Observers say that directors of businesses that join Creston have
considerable input into its future direction through positions on its
operations board.
Jim Surguy, the senior partner at Results Business Consulting, which
advised on the DLKW sale to Creston, says: "Creston is not in the
business of buying broken or turnaround companies - its criteria are
strong management and strong profits of more than £1 million. And
almost anybody with a fair chance will have tried to buy TMW - it has a
very good reputation in its market."
HOW THE DEALS COMPARE
TULLO MARSHALL WARREN
Date: April 2006
Purchaser: Creston
Potential total payment: £38.3m
Up-front payment: £19.3m
Pre-tax profit (to Dec 05): £3.37m
Multiple: 6.3
Details: Creston's initial £19.3 million outlay for Tullo Marshall
Warren sees it paying a multiple of 6.3 times on pre-tax profit - a
highly competitive multiple compared with other recent deals made in the
marketing services sector. The TMW partners have a three-year earn-out
deal.
GLUE LONDON
Date: August 2005
Purchaser: Aegis
Potential total payment: £14.1m
Up-front payment pounds: 5m
Pre-tax profit (to Dec 04): £239,000
Multiple: 20.9
Details: At face value, glue London's deal appears to be the best, with
Aegis paying a 20-times multiple based on the agency's 2004 pre-tax
profits. The deal, which comes with a three-year earn-out, was struck on
projected earnings, with the agency predicting turnover of £4
million for 2005.
MCBD
Date: August 2005
Purchaser: Cossette
Potential total payment: £27m
Up-front payment (for 51 per cent): £7.8m
Pre-tax profit (to June 04): £553,747
Multiple: 7.0
Details: Cossette initially took a 51 per cent stake in Miles Calcraft
Briginshaw Duffy, with the option of taking a further 24 per cent after
three years and the final 25 per cent two years later.

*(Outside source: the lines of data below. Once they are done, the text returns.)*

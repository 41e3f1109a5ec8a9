// ============================================
// File: crates/nyxpath-transport/src/lib.rs
// ============================================
//! # nyxpath Transport - Link Layer
//!
//! ## Creation Reason
//! Moves opaque link frames between neighbouring routers. The path core
//! above never sees sockets, only router ids.
//!
//! ## Main Functionality
//!
//! ### Modules
//! - [`traits`]: `LinkTransport` and `LinkSender` seams
//! - [`udp`]: UDP implementation with a static peer table
//! - [`memory`]: in-process hub for multi-router tests
//! - [`outbound`]: bounded queue between sync handlers and async links
//! - [`error`]: Transport-specific error types
//!
//! ## Architecture Position
//! ```text
//! ┌─────────────────────────────────────────────────────┐
//! │              nyxpath-router                         │
//! │                    │                                │
//! │         ┌──────────┴──────────┐                     │
//! │         ▼                     ▼                     │
//! │   nyxpath-core         nyxpath-transport            │
//! │                        You are here ◄──             │
//! │         │                     │                     │
//! │         └──────────┬──────────┘                     │
//! │                    ▼                                │
//! │             nyxpath-common                          │
//! └─────────────────────────────────────────────────────┘
//! ```
//!
//! ## Data Flow
//! ```text
//! path handlers ──► OutboundQueue ──► writer task ──► LinkTransport ──► neighbour
//! neighbour ──► LinkTransport::recv ──► InboundFrame ──► router dispatch
//! ```
//!
//! ## ⚠️ Important Note for Next Developer
//! - Always program against the traits; tests swap in `MemoryNetwork`
//! - `InboundFrame::from` must be authenticated by the implementation
//!
//! ## Last Modified
//! v0.1.0 - Initial transport layer implementation

#![warn(missing_docs)]
#![warn(clippy::all)]
#![warn(clippy::pedantic)]
#![allow(clippy::module_name_repetitions)]

pub mod error;
pub mod memory;
pub mod outbound;
pub mod traits;
pub mod udp;

// Re-export primary types
pub use error::{Result, TransportError};
pub use memory::{MemoryLink, MemoryNetwork};
pub use outbound::{OutboundQueue, OutboundStatsSnapshot, OutboundWriter};
pub use traits::{InboundFrame, LinkSender, LinkTransport};
pub use udp::UdpLink;
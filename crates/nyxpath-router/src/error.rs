// ============================================
// File: crates/nyxpath-router/src/error.rs
// ============================================
//! # Router Error Types
//!
//! ## Last Modified
//! v0.1.0 - Initial router errors

use thiserror::Error;

use nyxpath_common::error::CommonError;
use nyxpath_common::{PathId, RouterId};
use nyxpath_core::error::CoreError;
use nyxpath_transport::error::TransportError;

/// Result type for router operations.
pub type Result<T> = std::result::Result<T, RouterError>;

/// Router error types.
#[derive(Error, Debug)]
pub enum RouterError {
    #[error("Failed to load configuration from '{path}': {reason}")]
    ConfigLoad {
        path: String,
        reason: String,
    },

    #[error("Invalid configuration: {field} - {reason}")]
    ConfigInvalid {
        field: String,
        reason: String,
    },

    #[error("Path not found: {0}")]
    PathNotFound(PathId),

    #[error("Path {path} is {current}, operation needs {required}")]
    PathState {
        path: String,
        current: String,
        required: String,
    },

    #[error("Path already registered: {0}")]
    PathExists(PathId),

    #[error("Transit hop limit reached: max {limit}")]
    TransitLimitReached {
        limit: usize,
    },

    #[error("Not enough usable routers: need {needed}, have {available}")]
    NotEnoughRouters {
        needed: usize,
        available: usize,
    },

    #[error("Hop key negotiation with {router:?} failed: {reason}")]
    HopKey {
        router: RouterId,
        reason: String,
    },

    #[error("No exit session on path {0}")]
    NoExit(PathId),

    #[error("Router failed to start: {reason}")]
    StartupFailed {
        reason: String,
    },

    #[error(transparent)]
    Common(#[from] CommonError),

    #[error(transparent)]
    Core(#[from] CoreError),

    #[error(transparent)]
    Transport(#[from] TransportError),

    #[error("I/O error: {0}")]
    Io(#[from] std::io::Error),
}

impl RouterError {
    pub fn config_load(path: impl Into<String>, reason: impl Into<String>) -> Self {
        Self::ConfigLoad {
            path: path.into(),
            reason: reason.into(),
        }
    }

    pub fn config_invalid(field: impl Into<String>, reason: impl Into<String>) -> Self {
        Self::ConfigInvalid {
            field: field.into(),
            reason: reason.into(),
        }
    }

    pub fn path_state(
        path: impl Into<String>,
        current: impl std::fmt::Display,
        required: impl Into<String>,
    ) -> Self {
        Self::PathState {
            path: path.into(),
            current: current.to_string(),
            required: required.into(),
        }
    }

    pub fn hop_key(router: RouterId, reason: impl Into<String>) -> Self {
        Self::HopKey {
            router,
            reason: reason.into(),
        }
    }

    pub fn startup_failed(reason: impl Into<String>) -> Self {
        Self::StartupFailed {
            reason: reason.into(),
        }
    }

    #[must_use]
    pub const fn is_config_error(&self) -> bool {
        matches!(self, Self::ConfigLoad { .. } | Self::ConfigInvalid { .. })
    }

    #[must_use]
    pub const fn is_path_error(&self) -> bool {
        matches!(
            self,
            Self::Common(CommonError::HopCount { .. })
                | Self::PathNotFound(_)
                | Self::PathState { .. }
                | Self::PathExists(_)
                | Self::NoExit(_)
        )
    }

    #[must_use]
    pub const fn is_fatal(&self) -> bool {
        matches!(self, Self::ConfigLoad { .. } | Self::StartupFailed { .. })
    }

    #[must_use]
    pub fn is_retryable(&self) -> bool {
        match self {
            Self::Transport(e) => e.is_retryable(),
            Self::NotEnoughRouters { .. } | Self::TransitLimitReached { .. } => true,
            _ => false,
        }
    }
}

#[cfg(test)]
mod tests {
    use super::*;

    #[test]
    fn test_error_display() {
        let err = RouterError::config_load("/etc/nyxpath.toml", "file not found");
        assert!(err.to_string().contains("/etc/nyxpath.toml"));

        let err: RouterError = CommonError::HopCount { count: 9, max: 8 }.into();
        assert_eq!(err.to_string(), "Hop count 9 not in [1, 8]");
        assert!(err.is_path_error());
    }

    #[test]
    fn test_error_classification() {
        let config_err = RouterError::config_invalid("paths.hops", "must be > 0");
        assert!(config_err.is_config_error());
        assert!(!config_err.is_fatal());

        assert!(RouterError::PathNotFound(PathId::generate()).is_path_error());
        assert!(RouterError::Transport(TransportError::queue_full("outbound queue")).is_retryable());
        assert!(!RouterError::NoExit(PathId::generate()).is_retryable());
    }
}
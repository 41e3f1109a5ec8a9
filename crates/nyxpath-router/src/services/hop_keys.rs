// ============================================
// File: crates/nyxpath-router/src/services/hop_keys.rs
// ============================================
//! # Hop Key Source
//!
//! ## Creation Reason
//! Each hop's layer key comes out of a key exchange with that router. The
//! exchange is not part of this crate; circuits only ask for the result.
//!
//! ## ⚠️ Important Note for Next Developer
//! - `RandomHopKeys` is only sound because build-commit records carry the
//!   secret to the hop directly. A real handshake implementation replaces
//!   it without touching circuit code.
//!
//! ## Last Modified
//! v0.1.0 - Initial hop key source

use nyxpath_common::RouterId;
use nyxpath_core::crypto::SharedSecret;

use crate::error::Result;

/// Produces the shared secret for one hop of a new circuit.
pub trait HopKeySource: Send + Sync {
    /// Negotiates (or looks up) the layer key for `router`.
    ///
    /// # Errors
    /// `HopKey` if no key could be agreed with the router.
    fn negotiate(&self, router: &RouterId) -> Result<SharedSecret>;
}

/// Fresh random secret per hop, delivered inside the commit record.
#[derive(Debug, Default, Clone, Copy)]
pub struct RandomHopKeys;

impl HopKeySource for RandomHopKeys {
    fn negotiate(&self, _router: &RouterId) -> Result<SharedSecret> {
        Ok(SharedSecret::random())
    }
}

#[cfg(test)]
mod tests {
    use super::*;

    #[test]
    fn test_random_keys_differ() {
        let router = RouterId::from_array([1; 32]);
        let a = RandomHopKeys.negotiate(&router).unwrap();
        let b = RandomHopKeys.negotiate(&router).unwrap();
        assert!(!a.ct_eq(&b));
    }
}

The four partners
will need to double the size of the business within the allotted five
years to make the full £27 million.
VCCP
Date: July 2005
Purchaser: Chime
Potential total payment: £30m
Up-front payment: £14.5m
Pre-tax profit (to Jan 05): £913,163
Multiple: 15.8
Details: The VCCP deal sees half the £30 million total paid by the
creation of 25.5 million shares that the partners cannot sell for 18
months. The four founding partners each owned a 20 per cent stake in the
company, while 19 employees shared the final 20 per cent stake.
DLKW & PARTNERS
Date: February 2005
Purchaser: Creston
Potential total payment: £38.2m
Up-front payment: £19m
Pre-tax profit (to March 05): £2.04m
Multiple: 9.3
Details: Creston's deal with Delaney Lund Knox Warren & Partners could
see Mark Lund, the chief executive, and Greg Delaney, the chairman, walk
away with £6 million each if the agency achieves three-year
targets. The remaining partners - Tom Knox, Gary Betts, Richard Warren
and Malcolm Green - all stand to gain as much as £3 million each.
Note: All multiples have been based on up-front payment divided by most
recently filed pre-tax profits at Companies House.